» **Directions for this task**:
Exactly the lines from the one with "CNI error codes" through the end of the records below are to be output, the first and last included, and no others.

» **Extracted material**:
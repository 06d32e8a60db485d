//! # macvtap-common
//!
//! Shared types for the macvtap CNI plugin.
//!
//! This crate provides functionality used by both the link layer and the
//! plugin itself:
//! - The plugin error taxonomy and its CNI error codes
//! - Validated hardware addresses
//! - Validated interface names

#![warn(missing_docs)]

pub mod error;
pub mod ifname;
pub mod mac;

pub use error::{MacvtapError, MacvtapResult};
pub use ifname::InterfaceName;
pub use mac::HardwareAddr;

» **Written response**:
//! - The plugin error taxonomy and its CNI error codes
//! - Validated hardware addresses
//! - Validated interface names

#![warn(missing_docs)]

pub mod error;
pub mod ifname;
pub mod mac;

pub use error::{MacvtapError, MacvtapResult};
pub use ifname::InterfaceName;
pub use mac::HardwareAddr;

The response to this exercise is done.